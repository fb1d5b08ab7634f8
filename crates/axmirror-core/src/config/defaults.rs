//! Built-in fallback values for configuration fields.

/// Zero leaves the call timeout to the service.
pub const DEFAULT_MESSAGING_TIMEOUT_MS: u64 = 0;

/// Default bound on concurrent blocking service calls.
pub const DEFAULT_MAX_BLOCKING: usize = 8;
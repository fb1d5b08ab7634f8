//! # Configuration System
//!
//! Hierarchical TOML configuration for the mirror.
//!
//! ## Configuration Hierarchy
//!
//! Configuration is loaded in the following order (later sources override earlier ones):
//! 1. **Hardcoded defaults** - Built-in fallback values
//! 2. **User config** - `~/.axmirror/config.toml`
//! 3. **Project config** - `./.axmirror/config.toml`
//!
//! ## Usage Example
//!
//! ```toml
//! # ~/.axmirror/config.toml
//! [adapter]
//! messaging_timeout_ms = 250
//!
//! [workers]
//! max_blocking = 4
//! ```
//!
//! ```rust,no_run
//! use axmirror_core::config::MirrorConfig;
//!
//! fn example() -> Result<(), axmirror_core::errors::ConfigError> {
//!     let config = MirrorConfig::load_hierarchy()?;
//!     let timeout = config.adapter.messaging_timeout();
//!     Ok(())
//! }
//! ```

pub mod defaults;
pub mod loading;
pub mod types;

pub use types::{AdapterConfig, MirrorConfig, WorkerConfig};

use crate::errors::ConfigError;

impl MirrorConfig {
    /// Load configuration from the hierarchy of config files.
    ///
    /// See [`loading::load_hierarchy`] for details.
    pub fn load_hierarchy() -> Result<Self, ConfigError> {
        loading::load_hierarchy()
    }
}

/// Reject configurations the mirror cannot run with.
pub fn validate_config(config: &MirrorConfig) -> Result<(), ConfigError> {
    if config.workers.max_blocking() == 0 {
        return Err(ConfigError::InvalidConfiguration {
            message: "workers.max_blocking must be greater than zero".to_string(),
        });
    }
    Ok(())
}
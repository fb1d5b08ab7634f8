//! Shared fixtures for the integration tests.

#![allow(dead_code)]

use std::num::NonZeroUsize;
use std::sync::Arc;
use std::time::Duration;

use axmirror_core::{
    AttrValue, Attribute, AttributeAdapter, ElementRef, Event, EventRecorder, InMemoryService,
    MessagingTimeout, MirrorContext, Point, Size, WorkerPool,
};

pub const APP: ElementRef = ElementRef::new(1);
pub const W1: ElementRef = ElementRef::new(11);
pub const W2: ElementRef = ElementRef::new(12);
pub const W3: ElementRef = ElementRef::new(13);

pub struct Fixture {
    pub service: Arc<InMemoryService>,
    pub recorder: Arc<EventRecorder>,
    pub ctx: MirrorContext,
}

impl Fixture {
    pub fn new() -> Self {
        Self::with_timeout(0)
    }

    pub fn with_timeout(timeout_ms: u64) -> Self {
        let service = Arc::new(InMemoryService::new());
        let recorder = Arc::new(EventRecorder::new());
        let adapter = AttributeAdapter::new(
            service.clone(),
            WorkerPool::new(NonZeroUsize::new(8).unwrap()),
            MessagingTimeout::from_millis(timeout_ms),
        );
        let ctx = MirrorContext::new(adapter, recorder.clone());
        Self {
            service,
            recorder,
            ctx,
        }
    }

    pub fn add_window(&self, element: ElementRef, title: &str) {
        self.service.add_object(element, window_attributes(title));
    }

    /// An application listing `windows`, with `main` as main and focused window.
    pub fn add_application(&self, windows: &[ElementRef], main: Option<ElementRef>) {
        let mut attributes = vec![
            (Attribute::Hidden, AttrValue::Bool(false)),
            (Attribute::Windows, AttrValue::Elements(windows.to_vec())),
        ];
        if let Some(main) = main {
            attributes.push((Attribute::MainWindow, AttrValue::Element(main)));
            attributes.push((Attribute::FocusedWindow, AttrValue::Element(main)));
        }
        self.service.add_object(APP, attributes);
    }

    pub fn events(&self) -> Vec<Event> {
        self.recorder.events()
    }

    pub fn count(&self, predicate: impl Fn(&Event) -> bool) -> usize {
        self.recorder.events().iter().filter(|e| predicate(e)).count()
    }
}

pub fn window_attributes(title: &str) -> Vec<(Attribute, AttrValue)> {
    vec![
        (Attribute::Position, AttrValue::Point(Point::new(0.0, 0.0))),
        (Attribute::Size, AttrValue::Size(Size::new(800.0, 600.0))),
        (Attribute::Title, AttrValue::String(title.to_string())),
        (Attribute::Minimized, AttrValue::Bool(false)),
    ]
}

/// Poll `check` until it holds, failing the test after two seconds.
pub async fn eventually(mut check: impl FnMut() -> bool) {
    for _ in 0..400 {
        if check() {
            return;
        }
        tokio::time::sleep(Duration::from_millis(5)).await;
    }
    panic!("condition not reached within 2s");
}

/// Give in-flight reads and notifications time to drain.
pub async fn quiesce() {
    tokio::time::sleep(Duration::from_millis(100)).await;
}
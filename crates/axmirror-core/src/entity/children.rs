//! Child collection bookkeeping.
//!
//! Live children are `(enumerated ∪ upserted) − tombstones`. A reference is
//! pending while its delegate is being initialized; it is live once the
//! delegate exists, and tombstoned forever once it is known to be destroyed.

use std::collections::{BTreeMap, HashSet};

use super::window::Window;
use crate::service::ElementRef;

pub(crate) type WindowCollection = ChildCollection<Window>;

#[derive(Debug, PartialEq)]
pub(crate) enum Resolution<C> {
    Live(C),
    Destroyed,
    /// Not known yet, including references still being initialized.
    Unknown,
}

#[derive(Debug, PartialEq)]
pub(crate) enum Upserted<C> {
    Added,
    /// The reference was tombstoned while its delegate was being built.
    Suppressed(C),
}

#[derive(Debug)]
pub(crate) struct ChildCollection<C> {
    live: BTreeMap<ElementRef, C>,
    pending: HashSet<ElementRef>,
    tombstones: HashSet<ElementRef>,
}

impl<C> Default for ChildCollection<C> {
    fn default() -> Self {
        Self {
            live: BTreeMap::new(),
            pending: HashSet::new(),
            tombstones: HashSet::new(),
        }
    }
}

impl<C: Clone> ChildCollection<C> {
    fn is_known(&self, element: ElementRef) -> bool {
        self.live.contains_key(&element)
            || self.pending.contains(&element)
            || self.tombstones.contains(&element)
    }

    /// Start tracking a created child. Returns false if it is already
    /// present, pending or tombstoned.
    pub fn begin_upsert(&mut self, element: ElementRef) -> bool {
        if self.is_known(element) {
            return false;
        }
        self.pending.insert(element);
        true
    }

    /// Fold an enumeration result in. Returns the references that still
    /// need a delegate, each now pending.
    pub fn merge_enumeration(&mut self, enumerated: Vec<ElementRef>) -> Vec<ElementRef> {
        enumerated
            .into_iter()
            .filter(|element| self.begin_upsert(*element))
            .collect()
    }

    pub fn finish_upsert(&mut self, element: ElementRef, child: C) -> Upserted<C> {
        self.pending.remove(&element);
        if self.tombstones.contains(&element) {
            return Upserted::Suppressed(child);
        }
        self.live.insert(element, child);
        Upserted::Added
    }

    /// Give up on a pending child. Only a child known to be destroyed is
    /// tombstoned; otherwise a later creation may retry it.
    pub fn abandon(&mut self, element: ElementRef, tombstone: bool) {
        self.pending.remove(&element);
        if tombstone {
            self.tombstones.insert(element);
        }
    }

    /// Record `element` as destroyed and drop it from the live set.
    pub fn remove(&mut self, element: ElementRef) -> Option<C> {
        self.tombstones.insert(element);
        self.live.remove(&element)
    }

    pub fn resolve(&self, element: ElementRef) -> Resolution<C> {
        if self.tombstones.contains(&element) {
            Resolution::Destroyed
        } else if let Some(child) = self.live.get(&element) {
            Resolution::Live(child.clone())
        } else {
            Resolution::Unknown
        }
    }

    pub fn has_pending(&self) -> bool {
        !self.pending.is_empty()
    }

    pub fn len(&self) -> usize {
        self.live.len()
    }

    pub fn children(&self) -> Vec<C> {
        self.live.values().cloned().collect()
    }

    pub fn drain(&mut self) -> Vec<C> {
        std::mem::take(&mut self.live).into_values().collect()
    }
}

* * *

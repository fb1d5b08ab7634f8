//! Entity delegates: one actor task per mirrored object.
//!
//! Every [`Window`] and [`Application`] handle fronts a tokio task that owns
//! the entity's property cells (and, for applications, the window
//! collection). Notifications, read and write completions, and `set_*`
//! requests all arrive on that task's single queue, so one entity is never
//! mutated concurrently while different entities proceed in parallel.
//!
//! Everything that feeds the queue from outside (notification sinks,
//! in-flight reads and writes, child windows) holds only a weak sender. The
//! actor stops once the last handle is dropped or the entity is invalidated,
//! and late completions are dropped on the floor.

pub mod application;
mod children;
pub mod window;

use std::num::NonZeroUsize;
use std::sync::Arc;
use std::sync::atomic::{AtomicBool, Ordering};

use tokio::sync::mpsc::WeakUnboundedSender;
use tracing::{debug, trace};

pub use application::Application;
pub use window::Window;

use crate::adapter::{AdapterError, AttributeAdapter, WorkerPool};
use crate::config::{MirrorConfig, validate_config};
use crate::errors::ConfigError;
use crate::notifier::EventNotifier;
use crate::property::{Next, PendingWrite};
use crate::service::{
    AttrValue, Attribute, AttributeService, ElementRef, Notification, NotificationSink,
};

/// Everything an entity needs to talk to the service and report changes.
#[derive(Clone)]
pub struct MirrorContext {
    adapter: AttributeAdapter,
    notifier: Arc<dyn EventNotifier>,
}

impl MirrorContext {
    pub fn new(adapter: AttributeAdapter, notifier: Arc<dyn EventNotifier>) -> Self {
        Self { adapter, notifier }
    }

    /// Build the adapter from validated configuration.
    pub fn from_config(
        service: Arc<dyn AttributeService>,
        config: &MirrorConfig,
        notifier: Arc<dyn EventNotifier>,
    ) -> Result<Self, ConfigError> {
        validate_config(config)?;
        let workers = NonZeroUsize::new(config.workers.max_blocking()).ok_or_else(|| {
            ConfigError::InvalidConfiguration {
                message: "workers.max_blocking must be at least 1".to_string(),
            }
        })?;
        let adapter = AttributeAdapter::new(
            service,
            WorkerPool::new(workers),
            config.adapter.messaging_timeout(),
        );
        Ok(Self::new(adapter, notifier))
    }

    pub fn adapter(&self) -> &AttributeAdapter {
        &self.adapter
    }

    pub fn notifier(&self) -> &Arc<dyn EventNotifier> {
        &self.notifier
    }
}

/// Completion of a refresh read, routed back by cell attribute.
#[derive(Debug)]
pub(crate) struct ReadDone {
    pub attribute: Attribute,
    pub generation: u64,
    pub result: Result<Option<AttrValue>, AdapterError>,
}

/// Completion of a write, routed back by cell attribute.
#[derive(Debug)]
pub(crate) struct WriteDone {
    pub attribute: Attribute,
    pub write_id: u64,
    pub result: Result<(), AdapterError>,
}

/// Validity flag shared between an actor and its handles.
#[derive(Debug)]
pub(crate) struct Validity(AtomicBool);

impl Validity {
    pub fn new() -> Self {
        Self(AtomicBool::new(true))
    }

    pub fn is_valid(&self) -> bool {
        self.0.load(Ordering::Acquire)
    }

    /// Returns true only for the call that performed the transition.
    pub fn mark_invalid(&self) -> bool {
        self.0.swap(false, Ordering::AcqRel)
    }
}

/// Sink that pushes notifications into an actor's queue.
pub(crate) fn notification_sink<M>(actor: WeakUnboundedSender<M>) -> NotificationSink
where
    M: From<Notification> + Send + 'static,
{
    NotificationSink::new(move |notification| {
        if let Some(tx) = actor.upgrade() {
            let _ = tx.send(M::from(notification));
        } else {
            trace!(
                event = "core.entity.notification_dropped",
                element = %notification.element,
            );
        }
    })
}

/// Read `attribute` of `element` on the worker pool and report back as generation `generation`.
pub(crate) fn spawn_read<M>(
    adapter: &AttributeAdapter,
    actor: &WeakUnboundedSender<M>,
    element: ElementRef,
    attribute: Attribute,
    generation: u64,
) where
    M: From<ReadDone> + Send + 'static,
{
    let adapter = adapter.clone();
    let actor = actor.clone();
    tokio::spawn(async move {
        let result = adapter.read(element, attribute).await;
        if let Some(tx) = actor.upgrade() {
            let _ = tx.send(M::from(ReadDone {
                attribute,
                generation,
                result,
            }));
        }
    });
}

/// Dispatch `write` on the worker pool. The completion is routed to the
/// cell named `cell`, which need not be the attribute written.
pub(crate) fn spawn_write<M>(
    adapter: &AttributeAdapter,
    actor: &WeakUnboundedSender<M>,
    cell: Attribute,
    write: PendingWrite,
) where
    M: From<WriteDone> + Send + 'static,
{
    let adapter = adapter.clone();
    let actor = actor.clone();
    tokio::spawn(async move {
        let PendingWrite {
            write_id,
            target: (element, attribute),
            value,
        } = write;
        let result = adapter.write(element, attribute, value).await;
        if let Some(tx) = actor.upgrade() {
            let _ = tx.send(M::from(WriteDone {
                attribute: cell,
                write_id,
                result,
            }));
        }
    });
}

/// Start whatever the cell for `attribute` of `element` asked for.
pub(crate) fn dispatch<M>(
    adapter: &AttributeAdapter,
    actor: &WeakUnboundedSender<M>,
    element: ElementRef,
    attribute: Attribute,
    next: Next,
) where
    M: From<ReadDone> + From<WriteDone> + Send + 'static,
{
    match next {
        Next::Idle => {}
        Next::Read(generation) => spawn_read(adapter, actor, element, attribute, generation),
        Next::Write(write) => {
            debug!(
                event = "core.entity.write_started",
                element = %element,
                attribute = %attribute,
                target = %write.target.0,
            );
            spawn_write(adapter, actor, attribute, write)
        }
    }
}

§ **The problem**:
Nothing but a number is expected: the count of lines in the data that include the word "Everything".

§ **Reply**:
2